Although Woodward may state the difference between PLUS scores and FICO scores is immaterial, it is an essential part of determining whether consumer fraud is present. We must keep in mind that marketing will be marketing; advertisements will be advertisements, and inherent to the word advertisement is “calling attention to one’s product [or] service[.]” (Merriam-Webster Dictionary). Granted advertisements are not to be misleading, but how can you really determine whether an advertisement is misleading without first looking at whether there is a difference between the scores, if any. Today, companies know the ins and outs of advertising, they know just how far they can go without getting sued over an advertisement and they can get away with some misrepresentation. A product that one claims does not work for them may work for others—and that’s why advertisements survive and are determined not to be false.

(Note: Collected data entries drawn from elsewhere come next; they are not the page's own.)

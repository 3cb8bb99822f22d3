//! C Foreign Function Interface (FFI) for Easel.
//!
//! This module provides a C-compatible API so a host program (typically a
//! window shell written in another language) can drive a canvas and blit its
//! frames. All functions are `extern "C"` with stable ABI.
//!
//! # Safety
//!
//! All functions that accept pointers require valid pointers; null is
//! checked and reported, dangling is not. Strings must be NUL-terminated
//! UTF-8. The caller owns the handle and must release it with
//! `easel_canvas_destroy`.
//!
//! # Example (C)
//!
//! ```c
//! #include "easel.h"
//!
//! int main() {
//!     EaselCanvas* canvas = easel_canvas_new(320, 200);
//!     if (!canvas) return 1;
//!
//!     easel_canvas_print(canvas, "Hello from C!\n");
//!     easel_canvas_color_named(canvas, 12);
//!     easel_canvas_circle(canvas, 160, 100, 40);
//!
//!     size_t size = easel_canvas_flush_rgb(canvas, NULL, 0);
//!     uint8_t* pixels = malloc(size);
//!     easel_canvas_flush_rgb(canvas, pixels, size);
//!     // Blit pixels...
//!
//!     easel_canvas_destroy(canvas);
//!     return 0;
//! }
//! ```

// FFI modules intentionally use unsafe and no_mangle
#![allow(unsafe_op_in_unsafe_fn)]
#![allow(clippy::missing_safety_doc)]

use crate::canvas::{Canvas, CanvasConfig};
use std::ffi::CStr;
use std::os::raw::{c_char, c_int, c_uint};

// =============================================================================
// Opaque Handle Types
// =============================================================================

/// Opaque handle to a canvas.
pub struct EaselCanvas(Canvas);

// =============================================================================
// Result and Error Codes
// =============================================================================

/// Result codes for FFI functions.
#[repr(C)]
#[derive(Debug, Clone, Copy, PartialEq, Eq)]
pub enum EaselResult {
    /// Operation succeeded.
    Ok = 0,
    /// Null pointer passed.
    NullPointer = 1,
    /// Invalid UTF-8 string.
    InvalidUtf8 = 2,
    /// I/O error.
    IoError = 3,
}

// =============================================================================
// Lifecycle
// =============================================================================

/// Create a canvas of `width` x `height` logical pixels.
///
/// Non-positive sizes fall back to the default 500 x 500.
#[unsafe(no_mangle)]
pub extern "C" fn easel_canvas_new(width: c_int, height: c_int) -> *mut EaselCanvas {
    let size = |v: c_int| u32::try_from(v).unwrap_or(0);
    let config = CanvasConfig::default().with_size(size(width), size(height));
    Box::into_raw(Box::new(EaselCanvas(Canvas::with_config(config))))
}

/// Destroy a canvas.
#[unsafe(no_mangle)]
pub unsafe extern "C" fn easel_canvas_destroy(canvas: *mut EaselCanvas) {
    if !canvas.is_null() {
        drop(Box::from_raw(canvas));
    }
}

// =============================================================================
// Text
// =============================================================================

/// Print a string at the end of the text output.
#[unsafe(no_mangle)]
pub unsafe extern "C" fn easel_canvas_print(
    canvas: *const EaselCanvas,
    text: *const c_char,
) -> EaselResult {
    let Some(canvas) = canvas.as_ref() else {
        return EaselResult::NullPointer;
    };
    match str_arg(text) {
        Ok(text) => {
            canvas.0.print(text);
            EaselResult::Ok
        }
        Err(code) => code,
    }
}

// =============================================================================
// Colors and Pen
// =============================================================================

/// Set the foreground color from RGB components in 0..=255.
#[unsafe(no_mangle)]
pub unsafe extern "C" fn easel_canvas_color_rgb(
    canvas: *const EaselCanvas,
    r: c_int,
    g: c_int,
    b: c_int,
) {
    if let Some(canvas) = canvas.as_ref() {
        canvas.0.color_rgb(r, g, b);
    }
}

/// Set the foreground color from a palette index in 0..=15.
#[unsafe(no_mangle)]
pub unsafe extern "C" fn easel_canvas_color_named(canvas: *const EaselCanvas, index: c_int) {
    if let Some(canvas) = canvas.as_ref() {
        canvas.0.color_named(index);
    }
}

/// Set the pen thickness.
#[unsafe(no_mangle)]
pub unsafe extern "C" fn easel_canvas_thickness(canvas: *const EaselCanvas, width: c_int) {
    if let Some(canvas) = canvas.as_ref() {
        canvas.0.thickness(width);
    }
}

/// Erase all text and drawings.
#[unsafe(no_mangle)]
pub unsafe extern "C" fn easel_canvas_clear(canvas: *const EaselCanvas) {
    if let Some(canvas) = canvas.as_ref() {
        canvas.0.clear();
    }
}

// =============================================================================
// Drawing
// =============================================================================

/// Draw a point.
#[unsafe(no_mangle)]
pub unsafe extern "C" fn easel_canvas_point(canvas: *const EaselCanvas, x: c_int, y: c_int) {
    if let Some(canvas) = canvas.as_ref() {
        canvas.0.point(x, y);
    }
}

/// Draw a line.
#[unsafe(no_mangle)]
pub unsafe extern "C" fn easel_canvas_line(
    canvas: *const EaselCanvas,
    x0: c_int,
    y0: c_int,
    x1: c_int,
    y1: c_int,
) {
    if let Some(canvas) = canvas.as_ref() {
        canvas.0.line(x0, y0, x1, y1);
    }
}

/// Draw a circle outline.
#[unsafe(no_mangle)]
pub unsafe extern "C" fn easel_canvas_circle(
    canvas: *const EaselCanvas,
    x: c_int,
    y: c_int,
    r: c_int,
) {
    if let Some(canvas) = canvas.as_ref() {
        canvas.0.circle(x, y, r);
    }
}

/// Draw a string with its top-left corner at `(x, y)`.
#[unsafe(no_mangle)]
pub unsafe extern "C" fn easel_canvas_text(
    canvas: *const EaselCanvas,
    x: c_int,
    y: c_int,
    text: *const c_char,
) -> EaselResult {
    let Some(canvas) = canvas.as_ref() else {
        return EaselResult::NullPointer;
    };
    match str_arg(text) {
        Ok(text) => {
            canvas.0.text(x, y, text);
            EaselResult::Ok
        }
        Err(code) => code,
    }
}

// =============================================================================
// Geometry
// =============================================================================

/// Resize the canvas.
#[unsafe(no_mangle)]
pub unsafe extern "C" fn easel_canvas_screen(
    canvas: *const EaselCanvas,
    width: c_int,
    height: c_int,
) {
    if let Some(canvas) = canvas.as_ref() {
        canvas.0.screen(width, height);
    }
}

/// Set the display zoom factor.
#[unsafe(no_mangle)]
pub unsafe extern "C" fn easel_canvas_zoom(canvas: *const EaselCanvas, factor: c_int) {
    if let Some(canvas) = canvas.as_ref() {
        canvas.0.zoom(factor);
    }
}

/// Get the logical width.
#[unsafe(no_mangle)]
pub unsafe extern "C" fn easel_canvas_width(canvas: *const EaselCanvas) -> c_uint {
    canvas.as_ref().map_or(0, |canvas| canvas.0.width())
}

/// Get the logical height.
#[unsafe(no_mangle)]
pub unsafe extern "C" fn easel_canvas_height(canvas: *const EaselCanvas) -> c_uint {
    canvas.as_ref().map_or(0, |canvas| canvas.0.height())
}

// =============================================================================
// Output
// =============================================================================

/// Flush the canvas and copy the zoomed frame into `out` as packed RGB,
/// row-major, top row first.
///
/// Returns the number of bytes the frame needs. Nothing is copied when `out`
/// is NULL or `len` is smaller than that; call once with NULL to size the
/// buffer.
#[unsafe(no_mangle)]
pub unsafe extern "C" fn easel_canvas_flush_rgb(
    canvas: *const EaselCanvas,
    out: *mut u8,
    len: usize,
) -> usize {
    let Some(canvas) = canvas.as_ref() else {
        return 0;
    };
    let frame = canvas.0.flush();
    let needed = frame.len() * 3;
    if out.is_null() || len < needed {
        return needed;
    }

    let dst = std::slice::from_raw_parts_mut(out, needed);
    for (chunk, pixel) in dst.chunks_exact_mut(3).zip(frame.pixels()) {
        chunk.copy_from_slice(&[pixel.r, pixel.g, pixel.b]);
    }
    needed
}

/// Save the unscaled frame as a 24-bit BMP file.
#[unsafe(no_mangle)]
pub unsafe extern "C" fn easel_canvas_save(
    canvas: *const EaselCanvas,
    path: *const c_char,
) -> EaselResult {
    let Some(canvas) = canvas.as_ref() else {
        return EaselResult::NullPointer;
    };
    let path = match str_arg(path) {
        Ok(path) => path,
        Err(code) => return code,
    };
    match canvas.0.save(path) {
        Ok(()) => EaselResult::Ok,
        Err(_) => EaselResult::IoError,
    }
}

// =============================================================================
// Version Information
// =============================================================================

/// Get the Easel version string.
#[unsafe(no_mangle)]
pub extern "C" fn easel_version() -> *const c_char {
    static VERSION: &[u8] = b"0.1.0\0";
    VERSION.as_ptr().cast::<c_char>()
}

// =============================================================================
// Helper Functions
// =============================================================================

unsafe fn str_arg<'a>(ptr: *const c_char) -> Result<&'a str, EaselResult> {
    if ptr.is_null() {
        return Err(EaselResult::NullPointer);
    }
    CStr::from_ptr(ptr).to_str().map_err(|_| EaselResult::InvalidUtf8)
}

Experian has been in the hot seat before, just this past year the FTC required that Experian disclose to consumers that they could obtain credit reports for free from a congressionally-mandated website. After that, Experian changed its focus to selling updated credit scores.
Where does that leave us today? Until 2009 consumers were able to buy their FICO scores, but Experian then disallowed that score to be sold. Today, “there is no way for consumers to obtain this number[.]” Will this suit force Experian to disclose FICO scores, or will it just mean that there advertisement materials will have to disclose the type and difference between the credit scores being reported?